General Motors has laid off more than 10% of its IT department, or about 600 paid employees — in a deliberate skills swap: getting rid of workers whose expertise is no longer relevant and making room for some with AI-focused backgrounds.

GM confirmed to TechCrunch that it has laid off workers. It was first reported by Bloomberg News.

In an emailed statement, the automaker framed the layoffs as a way to prepare it for the future, without providing details. “GM is transforming its IT organization to position the company for the future,” the company said.

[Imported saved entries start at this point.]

//! Poison-tolerant lock helpers.
//!
//! Every critical section in the house either completes or leaves state
//! untouched (mutations are staged and swapped in last), so a panic in
//! another thread never leaves half-applied data behind a poisoned lock.

use std::sync::{Mutex, MutexGuard, PoisonError, RwLock, RwLockReadGuard, RwLockWriteGuard};

pub(crate) fn lock<T>(mutex: &Mutex<T>) -> MutexGuard<'_, T> {
    mutex.lock().unwrap_or_else(PoisonError::into_inner)
}

pub(crate) fn read<T>(lock: &RwLock<T>) -> RwLockReadGuard<'_, T> {
    lock.read().unwrap_or_else(PoisonError::into_inner)
}

pub(crate) fn write<T>(lock: &RwLock<T>) -> RwLockWriteGuard<'_, T> {
    lock.write().unwrap_or_else(PoisonError::into_inner)
}
impl WinningNumbers {
    /// Derive all bet-type results from a single drawn 4-digit number:
    /// the 2- and 3-digit results are its trailing digits.
    pub fn from_draw(drawn: u16) -> HouseResult<Self> {
        BetType::FourDigit.validate_number(drawn)?;
        Ok(Self {
            two_digit: drawn % 100,
            three_digit: drawn % 1000,
            four_digit: drawn,
        })
    }

    /// Winning value for a bet type.
    pub fn for_type(&self, bet_type: BetType) -> u16 {
        match bet_type {
            BetType::TwoDigit => self.two_digit,
            BetType::ThreeDigit => self.three_digit,
            BetType::FourDigit => self.four_digit,
        }
    }

    pub fn validate(&self) -> HouseResult<()> {
        for bet_type in BetType::ALL {
            bet_type.validate_number(self.for_type(bet_type))?;
        }
        Ok(())
    }
}

impl fmt::Display for WinningNumbers {
    fn fmt(&self, f: &mut fmt::Formatter<'_>) -> fmt::Result {
        write!(
            f,
            "2D={:02} 3D={:03} 4D={:04}",
            self.two_digit, self.three_digit, self.four_digit
        )
    }
}

// ---------------------------------------------------------------------------
// Draw
// ---------------------------------------------------------------------------

/// A scheduled draw. Mutated only through lifecycle transitions.
#[derive(Debug, Clone, PartialEq, Serialize, Deserialize)]
pub struct Draw {
    pub id: DrawId,
    pub sequence: u64,
    /// Close time: betting stops at this instant.
    pub scheduled_time: DateTime<Utc>,
    pub status: DrawStatus,
    /// Set once on completion, immutable after.
    pub winning: Option<WinningNumbers>,
    pub total_stake: Amount,
    pub total_paid_out: Amount,
    pub bet_count: u64,
    pub created_at: DateTime<Utc>,
    pub opened_at: Option<DateTime<Utc>>,
    pub closed_at: Option<DateTime<Utc>>,
    pub settled_at: Option<DateTime<Utc>>,
    pub cancelled_at: Option<DateTime<Utc>>,
}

Not all of these layoffs are permanent headcount reductions. One person familiar with the layoffs told TechCrunch that the company is still hiring people for roles in the IT department, but for different skills. The most popular capabilities are native AI development, data engineering and analytics, cloud-based engineering, agent and model development, agile engineering, and new AI workflows. On the practical side, GM is looking for people who know how to build with AI from the ground up — designing systems, training models, engineering pipelines — and not just using AI as a productivity tool.

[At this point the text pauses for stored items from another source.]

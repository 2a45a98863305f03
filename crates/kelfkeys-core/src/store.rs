//! Loaded key profiles for one command invocation

use std::collections::BTreeMap;
use std::path::{Path, PathBuf};

use crate::profile::{KeyProfile, ProfileKind};

/// Validated profiles read from a single keystore file
///
/// Built by the loader and read-only afterwards. Drop it when the command
/// finishes; the profiles wipe their key bytes on drop.
#[derive(Debug)]
pub struct KeyProfileStore {
    source: PathBuf,
    profiles: BTreeMap<ProfileKind, KeyProfile>,
}

impl KeyProfileStore {
    pub(crate) fn new(source: PathBuf, profiles: BTreeMap<ProfileKind, KeyProfile>) -> Self {
        Self { source, profiles }
    }

    /// Path the profiles were read from
    pub fn source(&self) -> &Path {
        &self.source
    }

    pub fn get(&self, kind: ProfileKind) -> Option<&KeyProfile> {
        self.profiles.get(&kind)
    }

    pub fn contains(&self, kind: ProfileKind) -> bool {
        self.profiles.contains_key(&kind)
    }

    /// Kinds present, in `Retail, Dev, Proto, Arcade` order
    pub fn kinds(&self) -> impl Iterator<Item = ProfileKind> + '_ {
        self.profiles.keys().copied()
    }

    pub fn profiles(&self) -> impl Iterator<Item = &KeyProfile> {
        self.profiles.values()
    }

    pub fn len(&self) -> usize {
        self.profiles.len()
    }

    pub fn is_empty(&self) -> bool {
        self.profiles.is_empty()
    }
}
//! kelfkeys core - key profiles for KELF signed containers
//!
//! This crate provides:
//! - Hex decoding of key material
//! - Per-environment key profiles (retail, dev, proto, arcade)
//! - Keystore file parsing with fail-closed validation
//! - Keystore path resolution with fallback
//! - Command dispatch against a pluggable container engine
//!
//! The container cipher itself lives behind [`ContainerEngine`]. This crate
//! only decides which keys the engine gets.

pub mod dispatch;
pub mod engine;
pub mod error;
pub mod hex;
pub mod loader;
pub mod profile;
pub mod resolver;
pub mod store;

pub use dispatch::{inspect, Command, Dispatcher, KeystoreReport, ProfileReport};
pub use engine::ContainerEngine;
pub use error::{CommandError, HexError, KeystoreError};
pub use profile::{HeaderKind, KeyField, KeyProfile, ProfileKind};
pub use resolver::KeystoreResolver;
pub use store::KeyProfileStore;
/// Load the keystore the commands would use and summarize it
pub fn inspect(resolver: &KeystoreResolver) -> Result<KeystoreReport, KeystoreError> {
    let store = resolver.load()?;
    let profiles = store
        .profiles()
        .map(|profile| ProfileReport {
            kind: profile.kind(),
            keys: KEY_TABLE
                .iter()
                .filter(|(_, field, _)| field.required_for(profile.kind()))
                .map(|(name, field, _)| KeyLength { name: *name, bytes: profile.get(*field).len() })
                .collect(),
        })
        .collect();

    Ok(KeystoreReport { path: store.source().to_path_buf(), profiles })
}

GM has laid off management staff in several divisions over the past 18 months as it focuses its resources on high-priority initiatives, including artificial intelligence. In August 2024, for example, the company laid off about 1,000 software workers.

The software workforce has seen a sea change since Sterling Anderson — co-founder of self-driving trucking company Aurora and a veteran of the self-driving vehicle industry — was appointed in May 2025 as chief product officer. Last November, three top executives left the company’s software team as Anderson sought to consolidate GM’s disparate technology businesses into a single organization: Paris Cetinok, senior vice president of software product management and services, Dave Richardson, senior vice president of software engineering and services, and Barak Turovsky, a former vice president at Cisco who spent just nine months as GM’s chief AI officer.

Since then, GM has moved to fill the gap by hiring new employees focused on artificial intelligence. It hired Behrad Toghi, who previously worked at Apple, in October as AI lead. The company also appointed Rashid Haq as its vice president for autonomous vehicles. Haqq spent five years at Cruise — the self-driving car company that General Motors later acquired and shut down — as head of its artificial intelligence and robotics division.

For the industry, GM’s restructuring is a sign of what enterprise AI adoption actually looks like in practice — not just adding AI tools on top of existing teams, but intentionally rebuilding the workforce from the ground up. The specific capabilities they are being recruited for — agent development, model architecture, and native AI workflows — point directly to the direction in which large enterprise demand is headed.